What to work on
Could you find each line of the data below that contains the word "crate" and copy those lines?

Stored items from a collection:

┌──

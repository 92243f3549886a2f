//! User profile operations.

use sqlx::SqliteExecutor;

use crate::error::{DatabaseError, Result};
use crate::models::User;

/// Profile fields supplied by the user.
#[derive(Debug, Clone, Default, PartialEq, Eq)]
pub struct ProfileUpdate {
    pub full_name: Option<String>,
    pub email: Option<String>,
    pub phone: Option<String>,
}

/// Create or replace a user's profile.
pub async fn upsert_user(
    executor: impl SqliteExecutor<'_>,
    id: &str,
    profile: &ProfileUpdate,
) -> Result<User> {
    let user = sqlx::query_as::<_, User>(
        r#"
        INSERT INTO users (id, full_name, email, phone)
        VALUES (?, ?, ?, ?)
        ON CONFLICT(id) DO UPDATE SET
            full_name = excluded.full_name,
            email = excluded.email,
            phone = excluded.phone,
            updated_at = datetime('now')
        RETURNING id, full_name, email, phone, created_at, updated_at
        "#,
    )
    .bind(id)
    .bind(&profile.full_name)
    .bind(&profile.email)
    .bind(&profile.phone)
    .fetch_one(executor)
    .await?;

    Ok(user)
}

/// Get a user by ID, if a profile exists.
pub async fn find_user(executor: impl SqliteExecutor<'_>, id: &str) -> Result<Option<User>> {
    let user = sqlx::query_as::<_, User>(
        r#"
        SELECT id, full_name, email, phone, created_at, updated_at
        FROM users
        WHERE id = ?
        "#,
    )
    .bind(id)
    .fetch_optional(executor)
    .await?;

    Ok(user)
}

/// Get a user by ID.
pub async fn get_user(executor: impl SqliteExecutor<'_>, id: &str) -> Result<User> {
    find_user(executor, id)
        .await?
        .ok_or_else(|| DatabaseError::not_found("User", id))
}

/// Delete a user's profile.
pub async fn delete_user(executor: impl SqliteExecutor<'_>, id: &str) -> Result<()> {
    let result = sqlx::query(
        r#"
        DELETE FROM users
        WHERE id = ?
        "#,
    )
    .bind(id)
    .execute(executor)
    .await?;

    if result.rows_affected() == 0 {
        return Err(DatabaseError::not_found("User", id));
    }

    Ok(())
}

/// Count stored profiles.
pub async fn count_users(executor: impl SqliteExecutor<'_>) -> Result<i64> {
    let count = sqlx::query_scalar::<_, i64>(
        r#"
        SELECT COUNT(*) FROM users
        "#,
    )
    .fetch_one(executor)
    .await?;

    Ok(count)
}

└──

Result
use crate::error::{DatabaseError, Result};
use crate::models::User;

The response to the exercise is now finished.